Na virada dos anos 1970 para os 80, a cocaína, bastante consumida nos primeiros anos do proibicionismo, voltou à cena como estimulante em um mercado de trabalho cada vez mais frenético. Segundo Rodrigues, a droga “parecia se encaixar com precisão à voracidade dos circuitos financeiros de Wall Street”.

A economia do tráfico, então, assumiu um novo circuito. Tradicionais regiões de plantação de coca na Bolívia e Peru aumentaram sua produção para o mercado ilícito; a pasta produzida era repassada a vendedores colombianos, que a transformavam na droga, encaminhada aos centros consumidores dos EUA e da América Latina.

Países como Brasil, Equador, Panamá e Venezuela serviam ainda de entreposto logístico da droga e eram centros de consumo de menor importância.

Brasil

A guerra norte-americana ao tráfico assume características ainda mais rigorosas com a queda do Muro de Berlim, em 1989. O vácuo deixado pelo fim do perigo comunista foi gradativamente ocupado pela ameaça do narcotráfico.

Sob a influência dos EUA, a política de repressão brasileira passou a mandar para a mesma prisão guerrilheiros de esquerda e também seqüestradores ou assaltantes sem qualquer vínculo político. Segundo Rodrigues, foi neste contexto que surgiu a Falange Vermelha, mais tarde rebatizada de Comando Vermelho (uma referência aos companheiros de cela marxistas), uma das primeiras organizações a se estruturar como empresa do tráfico no Rio de Janeiro.

A esta altura, o país já despontava não mais como corredor para o tráfico internacional de drogas, mas como um grande mercado produtor e consumidor. Tendência esta que se repetiu nos demais países latino-americanos, que eram até então considerados de passagem, segundo o pesquisador do Neip.

“O Brasil, além de mercado importante, tem uma expressividade na produção de algumas drogas. Parte da maconha consumida no Brasil é produto brasileiro, principalmente vinda do chamado polígono da maconha, e também de outras substâncias, principalmente sintéticas, que podem ser produzidas num ambiente urbano, não são um agrobusiness”, diz Thiago Rodrigues.

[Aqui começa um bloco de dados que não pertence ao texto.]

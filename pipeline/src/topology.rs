// SPDX-License-Identifier: Apache-2.0
// Copyright Open Network Fabric Authors

//! Topology planning: how many queues and ports a pipeline needs, their disciplines, and
//! which port is linked to which queue.
//!
//! Planning is a pure function of its inputs. Two strategies are supported:
//!
//! * [`Topology::AllTypesQueue`]: one all-types queue per receive source carries every stage
//!   of that source; the stage travels on the event.
//! * [`Topology::QueuePerStage`]: one queue per (source, stage), each with the discipline of
//!   its stage.
//!
//! When the transmit path cannot be called concurrently, both strategies reserve one extra
//! single-link queue and one extra port for the transmit service.

use crate::error::ConfigError;
use arrayvec::ArrayVec;
use core::fmt::Display;
use eventdev::adapter::SourceId;
use eventdev::config::QueueKind;
use eventdev::{PortId, QueueId, SchedType, StageId};

/// Upper bound on the number of pipeline stages.
pub const MAX_STAGES: usize = 64;

const MAX_IDS: usize = u8::MAX as usize + 1;

#[derive(
    Debug,
    Copy,
    Clone,
    Default,
    PartialEq,
    Eq,
    Hash,
    strum::Display,
    strum::EnumString,
    serde::Serialize,
)]
pub enum Topology {
    #[default]
    #[strum(serialize = "atq")]
    #[serde(rename = "atq")]
    AllTypesQueue,
    #[strum(serialize = "queue")]
    #[serde(rename = "queue")]
    QueuePerStage,
}

#[derive(Debug, Clone, PartialEq, Eq, serde::Serialize)]
pub struct QueuePlan {
    pub id: QueueId,
    pub kind: QueueKind,
    pub nb_atomic_flows: u32,
    pub nb_atomic_order_sequences: u32,
    /// Receive source feeding this queue, none for the transmit queue.
    pub source: Option<SourceId>,
    /// Stage carried by this queue; none when the queue carries every stage.
    pub stage: Option<StageId>,
}

#[derive(Debug, Copy, Clone, PartialEq, Eq, strum::Display, serde::Serialize)]
#[strum(serialize_all = "snake_case")]
pub enum PortRole {
    Worker,
    TxService,
}

#[derive(Debug, Clone, PartialEq, Eq, serde::Serialize)]
pub struct PortPlan {
    pub id: PortId,
    pub role: PortRole,
    pub links: Vec<QueueId>,
}

#[derive(Debug, Clone, PartialEq, Eq, serde::Serialize)]
pub struct TopologyPlan {
    pub topology: Topology,
    pub queues: Vec<QueuePlan>,
    pub ports: Vec<PortPlan>,
    /// The single-link queue of the transmit service, if the transmit path is unsafe.
    pub tx_queue: Option<QueueId>,
    /// Scheduling type of each stage.
    pub stages: ArrayVec<SchedType, MAX_STAGES>,
    pub nb_flows: u32,
}

impl Topology {
    /// Compute the plan for `nb_sources` receive sources, `nb_workers` workers and `stages`.
    #[tracing::instrument(level = "debug", ret)]
    pub fn plan(
        self,
        nb_sources: u16,
        nb_workers: u16,
        unsafe_tx: bool,
        stages: &[SchedType],
        nb_flows: u32,
    ) -> Result<TopologyPlan, ConfigError> {
        if nb_sources == 0 {
            return Err(ConfigError::NoSources);
        }
        if nb_workers == 0 {
            return Err(ConfigError::NoWorkers);
        }
        if stages.is_empty() {
            return Err(ConfigError::NoStages);
        }
        if nb_flows == 0 {
            return Err(ConfigError::NoFlows);
        }
        let stages: ArrayVec<SchedType, MAX_STAGES> =
            stages
                .try_into()
                .map_err(|_| ConfigError::TooManyStages {
                    requested: stages.len(),
                    max: MAX_STAGES,
                })?;

        let nb_sources = usize::from(nb_sources);
        let base = match self {
            Topology::AllTypesQueue => nb_sources,
            Topology::QueuePerStage => nb_sources * stages.len(),
        };
        let nb_queues = base + usize::from(unsafe_tx);
        if nb_queues > MAX_IDS {
            return Err(ConfigError::TooManyQueues {
                requested: nb_queues,
                available: MAX_IDS,
            });
        }
        let nb_ports = usize::from(nb_workers) + usize::from(unsafe_tx);
        if nb_ports > MAX_IDS {
            return Err(ConfigError::TooManyPorts {
                requested: nb_ports,
                available: MAX_IDS,
            });
        }

        #[allow(clippy::cast_possible_truncation)] // bounded by MAX_IDS above
        let mut queues: Vec<QueuePlan> = (0..base)
            .map(|q| {
                let (source, stage) = match self {
                    Topology::AllTypesQueue => (q, None),
                    Topology::QueuePerStage => (q / stages.len(), Some(q % stages.len())),
                };
                QueuePlan {
                    id: QueueId(q as u8),
                    kind: match stage {
                        None => QueueKind::AllTypes,
                        Some(s) => QueueKind::from(stages[s]),
                    },
                    nb_atomic_flows: nb_flows,
                    nb_atomic_order_sequences: nb_flows,
                    source: Some(SourceId(source as u16)),
                    stage: stage.map(|s| StageId(s as u8)),
                }
            })
            .collect();
        let worker_links: Vec<QueueId> = queues.iter().map(|q| q.id).collect();

        #[allow(clippy::cast_possible_truncation)]
        let mut ports: Vec<PortPlan> = (0..usize::from(nb_workers))
            .map(|p| PortPlan {
                id: PortId(p as u8),
                role: PortRole::Worker,
                links: worker_links.clone(),
            })
            .collect();

        let tx_queue = if unsafe_tx {
            #[allow(clippy::cast_possible_truncation)]
            let id = QueueId(base as u8);
            queues.push(QueuePlan {
                id,
                kind: QueueKind::SingleLink,
                nb_atomic_flows: nb_flows,
                nb_atomic_order_sequences: nb_flows,
                source: None,
                stage: None,
            });
            #[allow(clippy::cast_possible_truncation)]
            ports.push(PortPlan {
                id: PortId(nb_workers as u8),
                role: PortRole::TxService,
                links: vec![id],
            });
            Some(id)
        } else {
            None
        };

        Ok(TopologyPlan {
            topology: self,
            queues,
            ports,
            tx_queue,
            stages,
            nb_flows,
        })
    }
}

impl TopologyPlan {
    #[must_use]
    pub fn queue_count(&self) -> usize {
        self.queues.len()
    }

    #[must_use]
    pub fn port_count(&self) -> usize {
        self.ports.len()
    }

    #[must_use]
    pub fn unsafe_tx(&self) -> bool {
        self.tx_queue.is_some()
    }

    pub fn worker_ports(&self) -> impl Iterator<Item = &PortPlan> {
        self.ports.iter().filter(|p| p.role == PortRole::Worker)
    }

    #[must_use]
    pub fn tx_port(&self) -> Option<&PortPlan> {
        self.ports.iter().find(|p| p.role == PortRole::TxService)
    }

    /// Queues fed by receive sources, each with the source feeding it at the first stage.
    pub fn source_queues(&self) -> impl Iterator<Item = (SourceId, QueueId)> + '_ {
        self.queues.iter().filter_map(|q| match (q.source, q.stage) {
            (Some(source), None | Some(StageId::FIRST)) => Some((source, q.id)),
            _ => None,
        })
    }

    #[must_use]
    pub fn last_stage(&self) -> StageId {
        #[allow(clippy::cast_possible_truncation)] // at most MAX_STAGES stages
        StageId((self.stages.len() - 1) as u8)
    }

    #[must_use]
    pub fn sched_type(&self, stage: StageId) -> SchedType {
        self.stages
            .get(stage.as_usize())
            .copied()
            .unwrap_or_default()
    }

    /// The queue carrying `next` for an event currently on `current`.
    #[must_use]
    pub fn next_queue(&self, current: QueueId, next: StageId) -> QueueId {
        match self.topology {
            Topology::AllTypesQueue => current,
            Topology::QueuePerStage => {
                let nb_stages = self.stages.len();
                let source = current.as_usize() / nb_stages;
                #[allow(clippy::cast_possible_truncation)]
                QueueId((source * nb_stages + next.as_usize()) as u8)
            }
        }
    }
}

impl Display for TopologyPlan {
    fn fmt(&self, f: &mut core::fmt::Formatter<'_>) -> core::fmt::Result {
        writeln!(
            f,
            "topology {}: {} queues, {} ports, {} stages, {} flows",
            self.topology,
            self.queue_count(),
            self.port_count(),
            self.stages.len(),
            self.nb_flows
        )?;
        for q in &self.queues {
            write!(f, "  queue {:>3} {:<11}", q.id, q.kind.to_string())?;
            if let Some(source) = q.source {
                write!(f, " source {source}")?;
            }
            if let Some(stage) = q.stage {
                write!(f, " stage {stage}")?;
            }
            writeln!(f)?;
        }
        for p in &self.ports {
            let links: Vec<String> = p.links.iter().map(ToString::to_string).collect();
            writeln!(
                f,
                "  port  {:>3} {:<11} -> [{}]",
                p.id,
                p.role.to_string(),
                links.join(",")
            )?;
        }
        Ok(())
    }
}

#[cfg(test)]
mod test {
    use super::*;
    use pretty_assertions::assert_eq;

    fn all_types_queue(id: u8, nb_flows: u32) -> QueuePlan {
        QueuePlan {
            id: QueueId(id),
            kind: QueueKind::AllTypes,
            nb_atomic_flows: nb_flows,
            nb_atomic_order_sequences: nb_flows,
            source: Some(SourceId(u16::from(id))),
            stage: None,
        }
    }

    #[test]
    fn two_sources_two_workers_safe_tx() {
        let plan = Topology::AllTypesQueue
            .plan(2, 2, false, &[SchedType::Atomic, SchedType::Atomic], 1024)
            .unwrap();
        assert_eq!(
            plan.queues,
            vec![all_types_queue(0, 1024), all_types_queue(1, 1024)]
        );
        assert_eq!(
            plan.ports,
            vec![
                PortPlan {
                    id: PortId(0),
                    role: PortRole::Worker,
                    links: vec![QueueId(0), QueueId(1)],
                },
                PortPlan {
                    id: PortId(1),
                    role: PortRole::Worker,
                    links: vec![QueueId(0), QueueId(1)],
                },
            ]
        );
        assert_eq!(plan.tx_queue, None);
        assert!(plan.tx_port().is_none());
    }

    #[test]
    fn two_sources_two_workers_unsafe_tx() {
        let plan = Topology::AllTypesQueue
            .plan(2, 2, true, &[SchedType::Atomic], 1024)
            .unwrap();
        assert_eq!(plan.queue_count(), 3);
        assert_eq!(plan.port_count(), 3);
        assert_eq!(plan.queues[2].kind, QueueKind::SingleLink);
        assert_eq!(plan.tx_queue, Some(QueueId(2)));
        let workers: Vec<&PortPlan> = plan.worker_ports().collect();
        assert_eq!(workers.len(), 2);
        for port in workers {
            assert_eq!(port.links, vec![QueueId(0), QueueId(1)]);
        }
        assert_eq!(
            plan.tx_port(),
            Some(&PortPlan {
                id: PortId(2),
                role: PortRole::TxService,
                links: vec![QueueId(2)],
            })
        );
    }

    #[test]
    fn queue_per_stage_layout() {
        let stages = [SchedType::Atomic, SchedType::Parallel, SchedType::Ordered];
        let plan = Topology::QueuePerStage.plan(2, 1, true, &stages, 64).unwrap();
        assert_eq!(plan.queue_count(), 7);
        let kinds: Vec<QueueKind> = plan.queues.iter().map(|q| q.kind).collect();
        assert_eq!(
            kinds,
            vec![
                QueueKind::Atomic,
                QueueKind::Parallel,
                QueueKind::Ordered,
                QueueKind::Atomic,
                QueueKind::Parallel,
                QueueKind::Ordered,
                QueueKind::SingleLink,
            ]
        );
        let sources: Vec<(SourceId, QueueId)> = plan.source_queues().collect();
        assert_eq!(
            sources,
            vec![(SourceId(0), QueueId(0)), (SourceId(1), QueueId(3))]
        );
        assert_eq!(plan.next_queue(QueueId(3), StageId(1)), QueueId(4));
        assert_eq!(plan.next_queue(QueueId(4), StageId(2)), QueueId(5));
        assert_eq!(plan.last_stage(), StageId(2));
        assert_eq!(plan.sched_type(StageId(1)), SchedType::Parallel);
    }

    #[test]
    fn all_types_stays_on_its_queue() {
        let plan = Topology::AllTypesQueue
            .plan(3, 1, false, &[SchedType::Atomic, SchedType::Ordered], 16)
            .unwrap();
        assert_eq!(plan.next_queue(QueueId(2), StageId(1)), QueueId(2));
        let sources: Vec<(SourceId, QueueId)> = plan.source_queues().collect();
        assert_eq!(sources.len(), 3);
    }

    #[test]
    fn degenerate_inputs_rejected() {
        let stages = [SchedType::Atomic];
        assert_eq!(
            Topology::AllTypesQueue.plan(0, 2, false, &stages, 16),
            Err(ConfigError::NoSources)
        );
        assert_eq!(
            Topology::AllTypesQueue.plan(2, 0, false, &stages, 16),
            Err(ConfigError::NoWorkers)
        );
        assert_eq!(
            Topology::AllTypesQueue.plan(2, 2, false, &[], 16),
            Err(ConfigError::NoStages)
        );
        assert_eq!(
            Topology::AllTypesQueue.plan(2, 2, false, &stages, 0),
            Err(ConfigError::NoFlows)
        );
        assert_eq!(
            Topology::QueuePerStage.plan(200, 2, false, &[SchedType::Atomic; 2], 16),
            Err(ConfigError::TooManyQueues {
                requested: 400,
                available: 256
            })
        );
    }

    #[test]
    fn topology_names() {
        assert_eq!(Topology::default().to_string(), "atq");
        assert_eq!("queue".parse::<Topology>().unwrap(), Topology::QueuePerStage);
    }

    #[test]
    fn planning_is_deterministic() {
        bolero::check!()
            .with_type()
            .cloned()
            .for_each(|(r, w, unsafe_tx, s, per_stage): (u8, u8, bool, u8, bool)| {
                let topology = if per_stage {
                    Topology::QueuePerStage
                } else {
                    Topology::AllTypesQueue
                };
                let stages = vec![SchedType::Atomic; usize::from(s % 8)];
                let a = topology.plan(u16::from(r), u16::from(w), unsafe_tx, &stages, 128);
                let b = topology.plan(u16::from(r), u16::from(w), unsafe_tx, &stages, 128);
                assert_eq!(a, b);
            });
    }

    #[test]
    fn plan_sizes_follow_inputs() {
        bolero::check!()
            .with_type()
            .cloned()
            .for_each(|(r, w, unsafe_tx, s): (u8, u8, bool, u8)| {
                let s = usize::from(s % 4) + 1;
                let stages = vec![SchedType::Parallel; s];
                let Ok(plan) =
                    Topology::AllTypesQueue.plan(u16::from(r), u16::from(w), unsafe_tx, &stages, 8)
                else {
                    assert!(r == 0 || w == 0);
                    return;
                };
                let extra = usize::from(unsafe_tx);
                assert_eq!(plan.queue_count(), usize::from(r) + extra);
                assert_eq!(plan.port_count(), usize::from(w) + extra);
                // the transmit queue is never linked to a worker
                if let Some(tx) = plan.tx_queue {
                    assert!(plan.worker_ports().all(|p| !p.links.contains(&tx)));
                    assert_eq!(plan.tx_port().map(|p| p.links.clone()), Some(vec![tx]));
                }
            });
    }
}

Descriminalização x legalização

O surgimento de organizações como a Comissão Latino-Americana sobre Drogas e Democracia ( veja vídeo abaixo ), que reúne entre seus membros ex-presidentes de países latinos, e revisões nas leis antidrogas de vários países, como Colômbia, Argentina e Méxicoapontam para um esgotamento da guerra às drogas.

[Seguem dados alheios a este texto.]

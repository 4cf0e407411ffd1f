// SPDX-License-Identifier: Apache-2.0
// Copyright Open Network Fabric Authors

//! Flow contexts of an atomic-capable queue.
//!
//! Each slot packs `(owner port, held count)` in a single `AtomicU64`.
//! The scheduler acquires a slot for a port when it hands the port an atomic event;
//! the port releases the slot when its scheduling context ends.
//! While the held count is non-zero the flow is pinned to its owner.

use crate::event::{FlowId, PortId};
use std::sync::atomic::{AtomicU64, Ordering};

const FREE: u32 = u32::MAX;

#[inline]
fn pack(owner: u32, held: u32) -> u64 {
    (u64::from(owner) << 32) | u64::from(held)
}

#[inline]
#[allow(clippy::cast_possible_truncation)]
fn unpack(raw: u64) -> (u32, u32) {
    ((raw >> 32) as u32, raw as u32)
}

#[derive(Debug)]
pub(crate) struct FlowTable {
    slots: Box<[AtomicU64]>,
}

impl FlowTable {
    pub(crate) fn new(nb_flows: u32) -> Self {
        let slots = (0..nb_flows.max(1))
            .map(|_| AtomicU64::new(pack(FREE, 0)))
            .collect();
        Self { slots }
    }

    /// Slot of `flow` on a queue using the first `nb_flows` slots of the table.
    #[allow(clippy::cast_possible_truncation)]
    pub(crate) fn slot_of(&self, flow: FlowId, nb_flows: u32) -> u32 {
        // slots.len() came from a u32
        flow.as_u32() % nb_flows.clamp(1, self.slots.len() as u32)
    }

    /// The port a flow slot is pinned to, if any.
    pub(crate) fn owner(&self, slot: u32) -> Option<PortId> {
        let (owner, held) = unpack(self.slots[slot as usize].load(Ordering::Acquire));
        if held == 0 {
            None
        } else {
            Self::port(owner)
        }
    }

    /// Take one more reference on `slot`, pinning it to `candidate` if it is free.
    ///
    /// Returns the port the slot is pinned to after the call.
    pub(crate) fn acquire(&self, slot: u32, candidate: PortId) -> PortId {
        let prev = self.slots[slot as usize]
            .fetch_update(Ordering::AcqRel, Ordering::Acquire, |raw| {
                let (owner, held) = unpack(raw);
                if held == 0 {
                    Some(pack(u32::from(candidate.as_u8()), 1))
                } else {
                    Some(pack(owner, held + 1))
                }
            })
            .unwrap_or_else(|raw| raw);
        let (owner, held) = unpack(prev);
        if held == 0 {
            candidate
        } else {
            Self::port(owner).unwrap_or(candidate)
        }
    }

    /// Drop one reference on `slot` held by `port`; the slot is freed when the count hits zero.
    pub(crate) fn release(&self, slot: u32, port: PortId) {
        let res =
            self.slots[slot as usize].fetch_update(Ordering::AcqRel, Ordering::Acquire, |raw| {
                let (owner, held) = unpack(raw);
                if held == 0 || owner != u32::from(port.as_u8()) {
                    return None;
                }
                if held == 1 {
                    Some(pack(FREE, 0))
                } else {
                    Some(pack(owner, held - 1))
                }
            });
        debug_assert!(
            res.is_ok(),
            "port {port} released flow slot {slot} it does not hold"
        );
    }

    #[cfg(test)]
    pub(crate) fn held(&self, slot: u32) -> u32 {
        unpack(self.slots[slot as usize].load(Ordering::Acquire)).1
    }

    #[allow(clippy::cast_possible_truncation)]
    fn port(owner: u32) -> Option<PortId> {
        if owner == FREE {
            None
        } else {
            Some(PortId(owner as u8))
        }
    }
}

#[cfg(test)]
mod test {
    use super::*;
    use std::sync::Arc;

    #[test]
    fn acquire_pins_until_last_release() {
        let table = FlowTable::new(16);
        let slot = table.slot_of(FlowId(35), 16);
        assert_eq!(slot, 3);
        assert_eq!(table.owner(slot), None);

        assert_eq!(table.acquire(slot, PortId(1)), PortId(1));
        // a pinned flow keeps its owner whatever the candidate
        assert_eq!(table.acquire(slot, PortId(2)), PortId(1));
        assert_eq!(table.held(slot), 2);

        table.release(slot, PortId(1));
        assert_eq!(table.owner(slot), Some(PortId(1)));
        table.release(slot, PortId(1));
        assert_eq!(table.owner(slot), None);

        assert_eq!(table.acquire(slot, PortId(2)), PortId(2));
    }

    #[test]
    fn held_slot_keeps_a_single_owner() {
        const SLOTS: u32 = 4;
        bolero::check!()
            .with_type()
            .cloned()
            .for_each(|ops: Vec<(bool, u8, u8)>| {
                let table = FlowTable::new(SLOTS);
                // (owner, references) per slot
                let mut model = [(PortId(0), 0u32); SLOTS as usize];
                for (acquire, slot, port) in ops {
                    let slot = u32::from(slot) % SLOTS;
                    let entry = &mut model[slot as usize];
                    if acquire {
                        let candidate = PortId(port % 8);
                        if entry.1 == 0 {
                            entry.0 = candidate;
                        }
                        assert_eq!(table.acquire(slot, candidate), entry.0);
                        entry.1 += 1;
                    } else if entry.1 > 0 {
                        table.release(slot, entry.0);
                        entry.1 -= 1;
                    }
                    assert_eq!(table.held(slot), entry.1);
                    assert_eq!(table.owner(slot), (entry.1 > 0).then_some(entry.0));
                }
            });
    }

    #[test]
    fn concurrent_release_never_loses_a_pin() {
        const ROUNDS: u32 = 100_000;
        let table = Arc::new(FlowTable::new(1));
        let (send, recv) = std::sync::mpsc::sync_channel::<PortId>(64);
        let releaser = {
            let table = table.clone();
            std::thread::spawn(move || {
                for port in recv {
                    table.release(0, port);
                }
            })
        };
        for round in 0..ROUNDS {
            #[allow(clippy::cast_possible_truncation)]
            let candidate = PortId((round % 4) as u8);
            let owner = table.acquire(0, candidate);
            // whoever owns the slot, the new reference belongs to that owner
            send.send(owner).unwrap();
        }
        drop(send);
        releaser.join().unwrap();
        assert_eq!(table.held(0), 0);
        assert_eq!(table.owner(0), None);
    }
}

Para o historiador Henrique Carneiro, no entanto, as medidas adotadas até agora são ainda “paliativas”. “Elas limitam o processo de criminalização aos meros consumidores, mas continuam deixando o problema do abastecimento irresolvido. A atitude que acho que seria mais coerente seria a legalização de todas as substancias, com formas diferenciadas de acesso.”

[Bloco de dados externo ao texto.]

// SPDX-License-Identifier: Apache-2.0
// Copyright Open Network Fabric Authors

#![deny(clippy::all, clippy::pedantic)]

use args::{CmdArgs, Parser};
use eventdev::service::ServiceCores;
use eventdev::sw::SwEventDev;
use miette::{Context, IntoDiagnostic};
use pipeline::sample::{Forwarder, Packet, RecordingTx, SyntheticRx};
use pipeline::{HandlerFactory, Pipeline, PipelineOpts};
use std::sync::Arc;
use std::sync::atomic::{AtomicBool, Ordering};
use tracing::{info, warn};
use tracing_subscriber::EnvFilter;
use tracing_subscriber::filter::LevelFilter;

fn init_logging(level: tracing::Level) {
    let filter = EnvFilter::builder()
        .with_default_directive(LevelFilter::from_level(level).into())
        .from_env_lossy();
    tracing_subscriber::fmt()
        .with_env_filter(filter)
        .with_thread_names(true)
        .init();
}

fn main() -> miette::Result<()> {
    let args = CmdArgs::parse();
    init_logging(args.log_level());
    let opts = PipelineOpts::try_from(args)?;
    info!(" ━━━━━━ evpipe started ━━━━━━");

    let stop = Arc::new(AtomicBool::new(false));
    let ctrlc_stop = stop.clone();
    ctrlc::set_handler(move || {
        ctrlc_stop.store(true, Ordering::Relaxed);
    })
    .into_diagnostic()
    .wrap_err("failed to set SIGINT handler")?;

    let tx = RecordingTx::new(true);
    let rx = SyntheticRx::new(opts.nb_pkts);
    let service_cores = ServiceCores::new(opts.service_lcores.clone());
    let mut pipeline = Pipeline::new(
        SwEventDev::<Packet>::new(),
        opts,
        Arc::new(tx.clone()),
        Box::new(rx),
        service_cores,
    );
    let factory: HandlerFactory<Packet> = Arc::new(|_| Box::new(Forwarder));

    let stats = pipeline
        .run(&factory, &stop)
        .into_diagnostic()
        .wrap_err("pipeline run failed")?;
    pipeline
        .destroy()
        .into_diagnostic()
        .wrap_err("pipeline teardown failed")?;

    if stats.undrained > 0 {
        warn!("{} events were still in flight at stop", stats.undrained);
    }
    stats.log_summary();
    info!(
        "{} events transmitted by {} distinct transmit callers",
        tx.sent(),
        tx.callers().len()
    );
    let report = serde_yaml_ng::to_string(&stats).into_diagnostic()?;
    println!("{report}");
    Ok(())
}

Na opinião de Thiago Rodrigues, a discussão atual sobre o combate ao comércio ilegal de drogas deve passar por um reconhecimento da associação entre repressão e narcotráfico.

“A partir daí, vão se derrubar preconceitos, idéias fixas a respeito disso, verdades construídas ao longo das ultimas décadas, que impedem que as pessoas pensem sem muitas amarras a respeito do tema. Se não houver essa disponibilidade, a gente vai continuar tendo facções criminosas e balas perdidas.”